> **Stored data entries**
BEGIN

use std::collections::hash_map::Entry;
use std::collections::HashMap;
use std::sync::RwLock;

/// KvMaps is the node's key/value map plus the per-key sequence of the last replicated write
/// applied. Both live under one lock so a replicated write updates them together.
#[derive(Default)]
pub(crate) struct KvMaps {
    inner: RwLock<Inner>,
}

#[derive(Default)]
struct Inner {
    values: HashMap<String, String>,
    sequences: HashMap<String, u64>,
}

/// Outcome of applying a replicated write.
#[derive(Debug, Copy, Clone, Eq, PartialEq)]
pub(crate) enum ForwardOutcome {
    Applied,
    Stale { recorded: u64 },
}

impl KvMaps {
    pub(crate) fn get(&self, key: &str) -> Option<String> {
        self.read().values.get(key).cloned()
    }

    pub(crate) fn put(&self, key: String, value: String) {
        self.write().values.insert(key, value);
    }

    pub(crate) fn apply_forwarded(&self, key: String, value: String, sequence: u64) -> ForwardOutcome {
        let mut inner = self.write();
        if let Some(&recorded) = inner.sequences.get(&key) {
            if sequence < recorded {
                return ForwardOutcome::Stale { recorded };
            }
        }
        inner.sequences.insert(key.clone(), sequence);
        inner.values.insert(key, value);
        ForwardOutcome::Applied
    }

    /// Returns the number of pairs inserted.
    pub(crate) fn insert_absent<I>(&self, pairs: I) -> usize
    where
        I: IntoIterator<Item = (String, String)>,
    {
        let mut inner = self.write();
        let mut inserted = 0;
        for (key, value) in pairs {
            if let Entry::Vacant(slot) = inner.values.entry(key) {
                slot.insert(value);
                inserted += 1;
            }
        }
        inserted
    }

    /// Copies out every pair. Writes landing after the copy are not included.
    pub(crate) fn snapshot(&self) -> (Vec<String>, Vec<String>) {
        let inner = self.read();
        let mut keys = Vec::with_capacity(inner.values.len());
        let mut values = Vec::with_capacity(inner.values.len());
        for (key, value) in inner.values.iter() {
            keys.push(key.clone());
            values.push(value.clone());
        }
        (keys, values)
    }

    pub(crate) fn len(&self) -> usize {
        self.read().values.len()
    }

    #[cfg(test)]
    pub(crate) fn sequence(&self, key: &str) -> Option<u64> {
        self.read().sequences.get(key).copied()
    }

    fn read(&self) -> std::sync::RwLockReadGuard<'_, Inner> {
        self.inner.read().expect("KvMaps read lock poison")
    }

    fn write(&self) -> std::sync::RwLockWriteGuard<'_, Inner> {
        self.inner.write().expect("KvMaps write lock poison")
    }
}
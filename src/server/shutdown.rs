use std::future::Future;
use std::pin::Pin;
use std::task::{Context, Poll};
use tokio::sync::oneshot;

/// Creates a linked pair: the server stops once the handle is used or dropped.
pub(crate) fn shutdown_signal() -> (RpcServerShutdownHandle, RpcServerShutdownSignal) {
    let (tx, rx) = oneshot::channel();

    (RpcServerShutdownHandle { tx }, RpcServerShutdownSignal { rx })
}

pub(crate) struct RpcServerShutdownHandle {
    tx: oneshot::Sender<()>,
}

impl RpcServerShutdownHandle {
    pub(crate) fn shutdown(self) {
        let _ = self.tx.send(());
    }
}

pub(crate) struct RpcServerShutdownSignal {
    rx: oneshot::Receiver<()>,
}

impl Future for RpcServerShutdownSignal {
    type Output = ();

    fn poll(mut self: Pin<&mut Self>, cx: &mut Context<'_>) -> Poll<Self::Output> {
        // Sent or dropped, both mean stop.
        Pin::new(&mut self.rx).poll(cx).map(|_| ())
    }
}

END
BEGIN

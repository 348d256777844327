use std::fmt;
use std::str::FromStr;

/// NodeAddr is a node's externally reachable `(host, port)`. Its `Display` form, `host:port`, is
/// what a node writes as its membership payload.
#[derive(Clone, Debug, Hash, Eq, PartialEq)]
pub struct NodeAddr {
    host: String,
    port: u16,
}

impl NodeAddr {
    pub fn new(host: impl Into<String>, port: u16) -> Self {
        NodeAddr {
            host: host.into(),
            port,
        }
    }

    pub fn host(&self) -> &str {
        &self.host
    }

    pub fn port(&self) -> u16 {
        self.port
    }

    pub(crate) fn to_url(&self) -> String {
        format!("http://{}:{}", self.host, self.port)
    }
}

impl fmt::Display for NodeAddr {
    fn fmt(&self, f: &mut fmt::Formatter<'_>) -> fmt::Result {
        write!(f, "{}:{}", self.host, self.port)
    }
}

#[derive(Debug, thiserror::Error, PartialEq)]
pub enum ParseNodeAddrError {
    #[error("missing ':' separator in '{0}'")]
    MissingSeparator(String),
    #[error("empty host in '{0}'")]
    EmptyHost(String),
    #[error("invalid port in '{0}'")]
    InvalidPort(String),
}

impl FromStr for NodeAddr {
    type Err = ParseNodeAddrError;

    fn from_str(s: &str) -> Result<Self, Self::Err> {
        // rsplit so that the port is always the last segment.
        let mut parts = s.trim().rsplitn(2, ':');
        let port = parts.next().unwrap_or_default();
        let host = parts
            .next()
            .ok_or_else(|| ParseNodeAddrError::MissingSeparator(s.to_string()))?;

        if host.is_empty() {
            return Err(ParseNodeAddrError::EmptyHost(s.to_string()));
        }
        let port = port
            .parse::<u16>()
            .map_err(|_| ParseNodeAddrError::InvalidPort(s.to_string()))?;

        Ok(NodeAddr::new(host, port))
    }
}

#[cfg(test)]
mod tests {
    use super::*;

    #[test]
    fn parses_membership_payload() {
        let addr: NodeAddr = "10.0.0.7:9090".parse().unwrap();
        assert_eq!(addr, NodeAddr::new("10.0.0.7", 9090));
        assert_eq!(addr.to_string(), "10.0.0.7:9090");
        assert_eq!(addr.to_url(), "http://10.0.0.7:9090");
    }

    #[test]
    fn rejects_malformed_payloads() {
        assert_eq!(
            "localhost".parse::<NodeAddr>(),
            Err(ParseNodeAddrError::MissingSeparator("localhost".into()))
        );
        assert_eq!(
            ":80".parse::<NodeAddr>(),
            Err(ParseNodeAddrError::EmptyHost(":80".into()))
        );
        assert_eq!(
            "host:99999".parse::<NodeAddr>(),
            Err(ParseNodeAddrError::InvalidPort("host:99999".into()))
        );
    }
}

END

Give again exactly, and only, the lines above starting at the one with "use std::sync::RwLock;" and ending at the one with "#[derive(Debug, Copy, Clone, Eq, PartialEq)]".

use std::sync::RwLock;

/// KvMaps is the node's key/value map plus the per-key sequence of the last replicated write
/// applied. Both live under one lock so a replicated write updates them together.
#[derive(Default)]
pub(crate) struct KvMaps {
    inner: RwLock<Inner>,
}

#[derive(Default)]
struct Inner {
    values: HashMap<String, String>,
    sequences: HashMap<String, u64>,
}

/// Outcome of applying a replicated write.
#[derive(Debug, Copy, Clone, Eq, PartialEq)]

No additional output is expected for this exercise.